Le cœur était celui d’un “Gogonasus”, un poisson préhistorique éteint. En général, ce sont les os qui deviennent des fossiles, pas les tissus mous. Mais dans la formation dite de Gogo, dans la région de Kimberley, en Australie occidentale, des minéraux ont permis de préserver des organes internes tels que le foie, l’estomac, l’intestin et le cœur. Le “Gogonasus” appartient à la classe des placodermes, les premiers poissons dotés de mâchoires et de dents. Avant eux, les poissons ne dépassaient pas 30 cm, mais les placodermes pouvaient atteindre neuf mètres de long. Ils ont été la forme de vie dominante sur Terre pendant 60 millions d’années. Ils existaient 100 millions d’années avant les premiers dinosaures.
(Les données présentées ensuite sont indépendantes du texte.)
impl Session {
    pub fn new(viewer: Viewer, application: Application, config: &ClientConfig) -> Self {
        Self {
            snapshot: Arc::new(application),
            ledger: OptimisticLedger::new(),
            list: ApplicationList::new(config.page_size),
            viewer,
            notice_ttl: config.notice_ttl,
        }
    }

    pub fn into_shared(self) -> SharedSession {
        Arc::new(Mutex::new(self))
    }

    /// The current snapshot. Cheap: only the top-level `Arc` is cloned.
    pub fn snapshot(&self) -> Arc<Application> {
        Arc::clone(&self.snapshot)
    }

    pub fn application_id(&self) -> &RecordId {
        &self.snapshot.id
    }

    pub fn viewer(&self) -> &Viewer {
        &self.viewer
    }

    pub fn ledger(&self) -> &OptimisticLedger {
        &self.ledger
    }

    pub fn list(&self) -> &ApplicationList {
        &self.list
    }

    pub fn list_mut(&mut self) -> &mut ApplicationList {
        &mut self.list
    }

    pub fn notice_ttl(&self) -> Duration {
        self.notice_ttl
    }

    /// Merge a partial into the snapshot. Returns whether anything changed.
    pub fn apply_patch(&mut self, patch: &ApplicationPatch) -> bool {
        if self.targets_other(patch) {
            return false;
        }
        self.commit(merge(&self.snapshot, patch))
    }

    /// Fold the answer to one of our own actions in. The server's
    /// `message`, if any, comes back as a success notice. A response naming
    /// another application is dropped whole, message included.
    pub fn apply_response(&mut self, response: ActionResponse) -> Option<Notice> {
        if self.targets_other(&response.application) {
            return None;
        }
        let changed = self.commit(merge(&self.snapshot, &response.application));
        debug!(changed, "Action response merged");
        response
            .message
            .map(|text| Notice::success(text, self.notice_ttl))
    }

    /// Fold one push event in. Returns the notice to surface, if any.
    pub fn apply_push(&mut self, envelope: &PushEnvelope) -> Option<Notice> {
        let topic = match envelope.topic() {
            Ok(topic) => topic,
            Err(e) => {
                warn!(topic = %envelope.topic, error = %e, "Ignoring push on unknown topic");
                return None;
            }
        };

        match (&topic, &envelope.event) {
            (Topic::ApplicationList, PushEvent::ApplicationCreated(created)) => {
                let title = created.application.research_title.clone();
                self.list
                    .push_created(created.application.clone())
                    .then(|| Notice::info(format!("{title} was submitted"), self.notice_ttl))
            }
            (Topic::Application(id), _) if id != self.application_id() => {
                debug!(topic = %topic, current = %self.snapshot.id, "Push for another application ignored");
                None
            }
            (Topic::Application(_), PushEvent::ApplicationUpdated(update)) => {
                let changed = self.apply_patch(&update.application);
                changed.then(|| self.update_notice(update.message.as_deref()))
            }
            (Topic::Application(_), PushEvent::SendAndUpdateFeedback(feedback)) => {
                let changed = self.commit(upsert_message(
                    &self.snapshot,
                    feedback.message_thread.clone(),
                ));
                changed.then(|| self.update_notice(feedback.message.as_deref()))
            }
            (topic, event) => {
                warn!(%topic, event = event.name(), "Event not expected on this topic");
                None
            }
        }
    }

    /// Put a pending feedback message on the thread of `status_id` and
    /// register it in the ledger.
    pub fn begin_feedback(&mut self, status_id: &RecordId, body: &str) -> Result<LocalId> {
        if self.snapshot.status(status_id).is_none() {
            return Err(ClientError::UnknownStatus(status_id.clone()));
        }

        let local_id = self.ledger.begin(status_id.clone());
        let draft = Message {
            id: MessageId::pending(local_id),
            status_id: status_id.clone(),
            body: body.to_string(),
            author: self.viewer.display_name.clone(),
            delivery: Delivery::Sending,
            updated_at: None,
            extra: Default::default(),
        };
        self.commit(append_message(&self.snapshot, status_id, draft));
        Ok(local_id)
    }

    /// Replace the pending message with the server-confirmed one.
    pub fn confirm_feedback(&mut self, local_id: LocalId, confirmed: Message) -> Result<bool> {
        let server_id = confirmed.id.record_id().cloned().ok_or_else(|| {
            EthicaError::Protocol("confirmed message carries no server id".to_string())
        })?;
        let status_id = self.ledger.confirm(local_id, server_id)?.status_id.clone();
        Ok(self.commit(confirm_message(
            &self.snapshot,
            &status_id,
            local_id,
            confirmed,
        )))
    }

    /// Roll the pending message back out of its thread.
    pub fn fail_feedback(&mut self, local_id: LocalId) -> Result<bool> {
        let status_id = self.ledger.fail(local_id)?.status_id.clone();
        Ok(self.commit(discard_message(&self.snapshot, &status_id, local_id)))
    }

    /// Drop settled mutations from the ledger.
    pub fn prune_settled(&mut self) -> usize {
        self.ledger.prune_settled()
    }

    fn commit(&mut self, reconciled: Reconciled) -> bool {
        if reconciled.changed {
            self.snapshot = reconciled.snapshot;
        }
        reconciled.changed
    }

    fn targets_other(&self, patch: &ApplicationPatch) -> bool {
        match &patch.id {
            Some(id) if id != &self.snapshot.id => {
                warn!(patch = %id, current = %self.snapshot.id, "Partial for another application ignored");
                true
            }
            _ => false,
        }
    }

    fn update_notice(&self, message: Option<&str>) -> Notice {
        let text = match message {
            Some(text) => text.to_string(),
            None => format!("{} {DEFAULT_UPDATE_NOTICE}", self.snapshot.research_title),
        };
        Notice::info(text, self.notice_ttl)
    }
}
Le cœur s’est avéré être plus complexe que prévu pour un poisson primitif. Il comportait deux chambres superposées, semblables à la structure du cœur humain. Selon les chercheurs, cela rendrait le cœur du poisson plus efficace. Ils considèrent qu’il s’agit d’une étape cruciale dans la transition d’un poisson lent à un prédateur rapide. Le cœur était également situé beaucoup plus en avant dans le corps que chez les poissons plus primitifs. Les scientifiques relient cela au développement du cou des “Gogovis”. Cette position du cœur a également créé un espace pour le développement des poumons plus tard dans l’évolution.